Philip Hope

021 959 450


PO Box 751, Gisborne 4040


Philip Hope

Philip Hope is the new chief executive of the Eastland Wood Council and he comes into the role with a background in advocacy and sustainable development, two of his passions.

Mr Hope replaces outgoing CEO Kim Holland. “I am really pleased to be given the opportunity to join the Eastland Wood Council (EWC), because it brings together two things I am passionate about; advocacy and the sustainable development of our whenua in Tairawhiti.”

Mr Hope’s career has been about organisational development and advocacy,
in leadership roles for respected causes, including Lung Foundation New Zealand and the Cancer Society of NZ.

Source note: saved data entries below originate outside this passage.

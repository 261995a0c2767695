//! Note domain model.
//!
//! # Responsibility
//! - Define the persisted note record and its palette.
//! - Fix the on-disk field names of the workspace document.
//!
//! # Invariants
//! - `id` is stable and never reused for another note.
//! - `top`/`left` are multiples of [`SNAP_UNIT`](super::geometry::SNAP_UNIT)
//!   after any drag; creation-time placement is not snapped.
//! - Interactive resizes never go below [`MIN_NOTE_WIDTH`] x [`MIN_NOTE_HEIGHT`].

use rand::Rng;
use serde::{Deserialize, Serialize};
use uuid::Uuid;

/// Stable identifier of a note. The only durable join key.
pub type NoteId = Uuid;

pub const MIN_NOTE_WIDTH: i32 = 160;
pub const MIN_NOTE_HEIGHT: i32 = 110;
pub const DEFAULT_NOTE_WIDTH: i32 = 240;
pub const DEFAULT_NOTE_HEIGHT: i32 = 150;
/// Offset applied to both axes when duplicating.
pub const DUPLICATE_OFFSET: i32 = 30;

/// Fixed six-entry note palette, serialized as CSS hex strings.
#[derive(Debug, Clone, Copy, PartialEq, Eq, Hash, Serialize, Deserialize)]
pub enum NoteColor {
    #[serde(rename = "#fff8b0")]
    Lemon,
    #[serde(rename = "#ffd6a5")]
    Peach,
    #[serde(rename = "#a0e7e5")]
    Aqua,
    #[serde(rename = "#b4f8c8")]
    Mint,
    #[serde(rename = "#d0f4de")]
    Sage,
    #[serde(rename = "#ffd966")]
    Amber,
}

impl NoteColor {
    pub const PALETTE: [NoteColor; 6] = [
        NoteColor::Lemon,
        NoteColor::Peach,
        NoteColor::Aqua,
        NoteColor::Mint,
        NoteColor::Sage,
        NoteColor::Amber,
    ];

    /// Picks a palette entry uniformly at random. The previous color may repeat.
    pub fn random(rng: &mut impl Rng) -> Self {
        Self::PALETTE[rng.gen_range(0..Self::PALETTE.len())]
    }

    pub fn hex(self) -> &'static str {
        match self {
            Self::Lemon => "#fff8b0",
            Self::Peach => "#ffd6a5",
            Self::Aqua => "#a0e7e5",
            Self::Mint => "#b4f8c8",
            Self::Sage => "#d0f4de",
            Self::Amber => "#ffd966",
        }
    }
}

fn default_z_index() -> i64 {
    1
}

/// One sticky note as stored and rendered.
#[derive(Debug, Clone, PartialEq, Eq, Serialize, Deserialize)]
pub struct Note {
    pub id: NoteId,
    pub text: String,
    pub top: i32,
    pub left: i32,
    pub width: i32,
    pub height: i32,
    pub color: NoteColor,
    /// Stacking order. Higher draws on top and wins pointer hits.
    #[serde(rename = "zIndex", default = "default_z_index")]
    pub z_index: i64,
    #[serde(default)]
    pub pinned: bool,
    #[serde(default)]
    pub minimized: bool,
    /// Rendered height captured when the note was last minimized.
    #[serde(rename = "_prevHeight", default)]
    pub prev_height: Option<i32>,
    /// Rendered min-height captured when the note was last minimized.
    #[serde(rename = "_prevMinHeight", default)]
    pub prev_min_height: Option<i32>,
}

impl Note {
    /// Builds a note with default size and flags at the given position.
    pub fn new(id: NoteId, top: i32, left: i32, color: NoteColor, z_index: i64) -> Self {
        Self {
            id,
            text: String::new(),
            top,
            left,
            width: DEFAULT_NOTE_WIDTH,
            height: DEFAULT_NOTE_HEIGHT,
            color,
            z_index,
            pinned: false,
            minimized: false,
            prev_height: None,
            prev_min_height: None,
        }
    }

    /// Clamps a candidate interactive size to the enforced minimums.
    pub fn clamp_size(width: i32, height: i32) -> (i32, i32) {
        (width.max(MIN_NOTE_WIDTH), height.max(MIN_NOTE_HEIGHT))
    }
}
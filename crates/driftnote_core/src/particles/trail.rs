//! Fixed-capacity position history.

use crate::model::geometry::Point;
use std::collections::VecDeque;

/// Number of positions a particle remembers.
pub const TRAIL_LENGTH: usize = 15;

/// FIFO of recent positions; the oldest entry is evicted first.
#[derive(Debug, Clone, Default)]
pub struct Trail {
    points: VecDeque<Point>,
}

impl Trail {
    pub fn new() -> Self {
        Self {
            points: VecDeque::with_capacity(TRAIL_LENGTH + 1),
        }
    }

    pub fn push(&mut self, point: Point) {
        self.points.push_back(point);
        while self.points.len() > TRAIL_LENGTH {
            self.points.pop_front();
        }
    }

    pub fn len(&self) -> usize {
        self.points.len()
    }

    pub fn is_empty(&self) -> bool {
        self.points.is_empty()
    }

    /// Oldest to newest.
    pub fn iter(&self) -> impl Iterator<Item = &Point> {
        self.points.iter()
    }
}
//! Input events and the single armed-gesture state.

use crate::model::geometry::Point;
use crate::model::note::NoteId;

/// Part of a note that received a pointer-down.
#[derive(Debug, Clone, Copy, PartialEq, Eq)]
pub enum NoteRegion {
    /// Anywhere on the note outside its interactive children.
    Body,
    TextArea,
    /// Any of the pin/color/minimize/duplicate/delete controls.
    Button,
    ResizeHandle,
}

impl NoteRegion {
    /// Parses host labels (`body|text|button|resize`).
    pub fn from_label(label: &str) -> Option<Self> {
        match label.trim().to_ascii_lowercase().as_str() {
            "body" => Some(Self::Body),
            "text" | "textarea" => Some(Self::TextArea),
            "button" => Some(Self::Button),
            "resize" | "resize_handle" => Some(Self::ResizeHandle),
            _ => None,
        }
    }
}

/// What the pointer landed on, as resolved by the visual layer.
#[derive(Debug, Clone, Copy, PartialEq, Eq)]
pub enum PointerTarget {
    Background,
    Note { id: NoteId, region: NoteRegion },
}

#[derive(Debug, Clone, Copy, PartialEq)]
pub enum PointerEvent {
    Down { at: Point, target: PointerTarget },
    Move { at: Point },
    Up { at: Point },
}

/// Gesture armed by the last pointer-down. Only one exists at a time.
#[derive(Debug, Clone, Copy, PartialEq, Default)]
pub enum InteractionState {
    #[default]
    Idle,
    Dragging {
        id: NoteId,
        start: Point,
        start_left: i32,
        start_top: i32,
    },
    Resizing {
        id: NoteId,
        start: Point,
        start_width: i32,
        start_height: i32,
    },
}

impl InteractionState {
    /// Note targeted by the armed gesture.
    pub fn target(&self) -> Option<NoteId> {
        match *self {
            Self::Idle => None,
            Self::Dragging { id, .. } | Self::Resizing { id, .. } => Some(id),
        }
    }
}

#[derive(Debug, Clone, Copy, PartialEq, Eq)]
pub enum Key {
    Delete,
    Character(char),
    Other,
}

#[derive(Debug, Clone, Copy, PartialEq, Eq, Default)]
pub struct Modifiers {
    pub ctrl: bool,
    pub shift: bool,
    pub alt: bool,
    pub meta: bool,
}

#[derive(Debug, Clone, Copy, PartialEq, Eq)]
pub struct KeyEvent {
    pub key: Key,
    pub modifiers: Modifiers,
}

/// Keyboard shortcuts acting on the selected note.
#[derive(Debug, Clone, Copy, PartialEq, Eq)]
pub enum Shortcut {
    Delete,
    Duplicate,
}

impl Shortcut {
    /// `Delete` deletes; `Ctrl+D` (either case) duplicates.
    pub fn from_key(event: &KeyEvent) -> Option<Self> {
        match event.key {
            Key::Delete => Some(Self::Delete),
            Key::Character(c) if event.modifiers.ctrl && c.eq_ignore_ascii_case(&'d') => {
                Some(Self::Duplicate)
            }
            _ => None,
        }
    }
}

He has had more than two decades of farming experience inland from Matawai on Koranga Station, where he was raised.

That pastoral experience extends to agriculture, horticulture and forestry, where Hope is a shareholder, board member and chairperson of; Pourau Station (Tokomaru Bay) and Pohue-Waipiro A31 Trust (Te Puia Springs).

“While my involvement with forestry has been informed and supported by an advisor and manager, I acknowledge the forestry sector provides a wide range of important economic and social benefits to the district,” Mr Hope said.

“I too appreciate forestry has an integral part in the carbon cycle and it can help drive sustainable growth.”

“Ultimately we are all in the people business and the better we connect with people the better the outcome,” he said.

“As CEO for the Eastland Wood Council, I am fortunate to be able to learn from the knowledge and expertise of members and stakeholders.

“These learnings will help inform the councils key role in policy development, advocacy and public relations.”

His tribal affiliations are:
Te Whanau o Ruataupare te hapu,
Te Aitanga-a-Hauiti te iwi
Ngati Porou te iwi

“I am a descendant of Enoka Potae, also known as Te Potae-aute, who signed the Treaty of Waitangi in Tokomaru Bay on June 9, 1840. “I am also a descendant of William Williams, the first Bishop of Waiapu who organised signings of the Turanga treaty copy on the East Coast.”